We talked about the fraught histories of this on the land that our university occupies, including the university-owned buildings collectively known as Depot Campus — which includes a former “school”/“hospital”/institution for “the care, custody, education and employment of mental defective (feeble minded) and epileptic persons.”
[H/t to Michael Gill and Nirmala Erevelles for their fantastic article which provided the germs for these conversations in our classroom.]
Gill wrote that his students shared rumors that the old building is haunted now, and my class did the same. Our own classroom, several miles away from the old hospital, felt pretty eerie as the class processed that several of us in the room would have been institutionalized in a place like that.
Or instead, trying like Gilman’s narrator to convince our families that it really is okay to let us live in more space than one, horribly decorated room.
So when I see Chidi “going insane and eating Peeps chili” I’m definitely laughing (and a little grossed out).
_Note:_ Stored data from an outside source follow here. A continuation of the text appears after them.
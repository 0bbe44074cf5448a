//! Per-category transmit latency accounting.
//!
//! Released frames are sorted into categories (one per TID) and two
//! delays are accumulated per category: the queueing delay from hardware
//! enqueue to release, and the transmit delay between consecutive
//! completion events. Queueing delays additionally feed a histogram with
//! configurable bin width.
//!
//! Each category keeps two copies of its accumulators in a ping-pong
//! arrangement: one in progress, one completed. When the averaging
//! interval of a category elapses the copies swap roles, so readers always
//! see a full, settled interval while the current one accumulates.

use core::cell::RefCell;

use alloc::boxed::Box;
use embassy_sync::blocking_mutex::Mutex;

use crate::{comp::DelaySample, config::DelayConfig, tx::TxEngine, DefaultRawMutex};

/// Delay categories, one per TID.
pub const NUM_DELAY_CATEGORIES: usize = 8;
/// Fine-grained histogram bins kept internally.
pub const DELAY_HIST_INTERNAL_BINS: usize = 512;
/// Bins of the logarithmically folded histogram handed to readers.
pub const DELAY_HIST_REPORT_BINS: usize = 10;

#[derive(Clone, Copy)]
struct DelayData {
    queue_sum_ticks: u64,
    queue_num: u32,
    transmit_sum_ticks: u64,
    transmit_num: u32,
    hist_bins: [u16; DELAY_HIST_INTERNAL_BINS],
}

impl DelayData {
    const ZERO: Self = Self {
        queue_sum_ticks: 0,
        queue_num: 0,
        transmit_sum_ticks: 0,
        transmit_num: 0,
        hist_bins: [0; DELAY_HIST_INTERNAL_BINS],
    };
}

struct CategoryState {
    /// Which of the two copies currently accumulates.
    in_progress: usize,
    interval_start_ticks: u32,
    copies: [DelayData; 2],
}

struct DelayState {
    cats: [CategoryState; NUM_DELAY_CATEGORIES],
    /// Tick of the previous completion event, for the transmit delay.
    last_compl_ticks: u32,
    avg_period_ticks: u32,
    bin_mult: u32,
    bin_shift: u32,
    packet_count: [u64; NUM_DELAY_CATEGORIES],
    packet_loss: [u64; NUM_DELAY_CATEGORIES],
}

pub(crate) struct TxDelay {
    state: Mutex<DefaultRawMutex, RefCell<Box<DelayState>>>,
}

fn rounded_avg(sum: u64, num: u32) -> u32 {
    if num == 0 {
        return 0;
    }
    ((sum + (num as u64 >> 1)) / num as u64) as u32
}

impl TxDelay {
    pub(crate) fn new(cfg: DelayConfig) -> Self {
        Self {
            state: Mutex::new(RefCell::new(Box::new(DelayState {
                cats: core::array::from_fn(|_| CategoryState {
                    in_progress: 0,
                    interval_start_ticks: 0,
                    copies: [DelayData::ZERO; 2],
                }),
                last_compl_ticks: 0,
                avg_period_ticks: cfg.avg_period_ticks,
                bin_mult: cfg.hist_bin_width_mult,
                bin_shift: cfg.hist_bin_width_shift,
                packet_count: [0; NUM_DELAY_CATEGORIES],
                packet_loss: [0; NUM_DELAY_CATEGORIES],
            }))),
        }
    }

    /// Folds one batch of released frames into the accounting.
    pub(crate) fn compute(&self, now: u32, samples: &[DelaySample]) {
        if samples.is_empty() {
            return;
        }
        self.state.lock(|state| {
            let mut state = state.borrow_mut();
            let transmit_delay = now.wrapping_sub(state.last_compl_ticks);
            state.last_compl_ticks = now;
            let avg_period = state.avg_period_ticks;
            let (mult, shift) = (state.bin_mult, state.bin_shift);
            for sample in samples {
                let cat = (sample.tid as usize) % NUM_DELAY_CATEGORIES;
                state.packet_count[cat] += 1;
                if !sample.ok {
                    state.packet_loss[cat] += 1;
                    continue;
                }
                let cat_state = &mut state.cats[cat];
                if now.wrapping_sub(cat_state.interval_start_ticks) >= avg_period {
                    // Interval elapsed, swap the ping-pong copies and
                    // start accumulating into a cleared one.
                    cat_state.in_progress = 1 - cat_state.in_progress;
                    cat_state.copies[cat_state.in_progress] = DelayData::ZERO;
                    cat_state.interval_start_ticks = now;
                }
                let data = &mut cat_state.copies[cat_state.in_progress];
                let queue_delay = now.wrapping_sub(sample.entry_ticks);
                data.queue_sum_ticks += queue_delay as u64;
                data.queue_num += 1;
                data.transmit_sum_ticks += transmit_delay as u64;
                data.transmit_num += 1;
                let bin = ((queue_delay as u64 * mult as u64) >> shift) as usize;
                let bin = bin.min(DELAY_HIST_INTERNAL_BINS - 1);
                data.hist_bins[bin] = data.hist_bins[bin].saturating_add(1);
            }
        });
    }

    /// Average queueing and transmit delay of the last settled interval,
    /// in ticks.
    pub(crate) fn averages(&self, category: usize) -> (u32, u32) {
        self.state.lock(|state| {
            let state = state.borrow();
            let cat_state = &state.cats[category];
            let data = &cat_state.copies[1 - cat_state.in_progress];
            (
                rounded_avg(data.queue_sum_ticks, data.queue_num),
                rounded_avg(data.transmit_sum_ticks, data.transmit_num),
            )
        })
    }

    /// Queueing delay histogram of the last settled interval, folded into
    /// logarithmically growing report bins. The last bin collects
    /// everything beyond the internal range.
    pub(crate) fn histogram(&self, category: usize) -> [u32; DELAY_HIST_REPORT_BINS] {
        self.state.lock(|state| {
            let state = state.borrow();
            let cat_state = &state.cats[category];
            let bins = &cat_state.copies[1 - cat_state.in_progress].hist_bins;
            let mut report = [0u32; DELAY_HIST_REPORT_BINS];
            let mut j = 0usize;
            for (i, out) in report.iter_mut().enumerate() {
                let end = if i + 1 == DELAY_HIST_REPORT_BINS {
                    DELAY_HIST_INTERNAL_BINS
                } else {
                    1 << i
                };
                let mut sum = 0u32;
                while j < end {
                    sum += bins[j] as u32;
                    j += 1;
                }
                *out = sum;
            }
            report
        })
    }

    /// Completed and lost frame counts of a category, since attach.
    pub(crate) fn packet_counts(&self, category: usize) -> (u64, u64) {
        self.state.lock(|state| {
            let state = state.borrow();
            (state.packet_count[category], state.packet_loss[category])
        })
    }

    pub(crate) fn set_avg_period(&self, ticks: u32) {
        self.state
            .lock(|state| state.borrow_mut().avg_period_ticks = ticks);
    }

    pub(crate) fn set_hist_bin_width(&self, mult: u32, shift: u32) {
        self.state.lock(|state| {
            let mut state = state.borrow_mut();
            state.bin_mult = mult;
            state.bin_shift = shift;
        });
    }
}

impl TxEngine {
    /// Average (queueing, transmit) delay of the last settled interval of
    /// a category, in ticks.
    pub fn queue_delay(&self, category: usize) -> Option<(u32, u32)> {
        (category < NUM_DELAY_CATEGORIES).then(|| self.delay.averages(category))
    }

    /// Queueing delay histogram of the last settled interval of a
    /// category.
    pub fn delay_histogram(&self, category: usize) -> Option<[u32; DELAY_HIST_REPORT_BINS]> {
        (category < NUM_DELAY_CATEGORIES).then(|| self.delay.histogram(category))
    }

    /// (completed, lost) frame counts of a category since attach.
    pub fn delay_packet_counts(&self, category: usize) -> Option<(u64, u64)> {
        (category < NUM_DELAY_CATEGORIES).then(|| self.delay.packet_counts(category))
    }

    /// Reconfigures the averaging interval at runtime.
    pub fn set_delay_avg_period(&self, ticks: u32) {
        self.delay.set_avg_period(ticks);
    }

    /// Reconfigures the histogram bin width, applied as
    /// `delay * mult >> shift`.
    pub fn set_delay_hist_bin_width(&self, mult: u32, shift: u32) {
        self.delay.set_hist_bin_width(mult, shift);
    }
}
But I’m also uncomfortably aware that Chidi is able to hold lecture while eating Peeps chili for all sort of reasons — he’s a male professor, has some career stability despite still working on his doctoral thesis, technically has already died, is fictional, etc. — while around 22,000 people are forcibly institutionalized in psychiatric hospitals, according to prisonpolicy.org. And people seen as “insane” are more likely to face serious jail time, health issues, homelessness, and suicide.
All of which is to say, when Carden’s “Chidi Janet” was identifiable because of Harper’s character’s stomachaches, panic, and needing to lie down in last week’s finale, I felt a bit weird. I know the show needed to exaggerate stereotypical parts of the characters for the audience to know which Janet was which. (And let it not go overlooked that Carden’s acting here was, as always, wonderful.) Now that the show seems to be asking some bigger questions about how to get into the Good Place — whether anyone is good enough to get in or if the Bad Place demons have rigged the game — I’m eager to see how the show talks about Chidi’s fate.
I don’t feel comfortable about making an argument about who should get into the Good Place, fictionally or otherwise, but I would like to see the show think about how they have painted Chidi as a “bad person” because of his anxiety. I continue to hope that Chidi is more than a stand-in for a crazy, anxious, Peeps-chili-eating, nutty professor. I think the show can do better than that.
After all, there’s a whole lot more to being mad than sweater vests and bad cooking.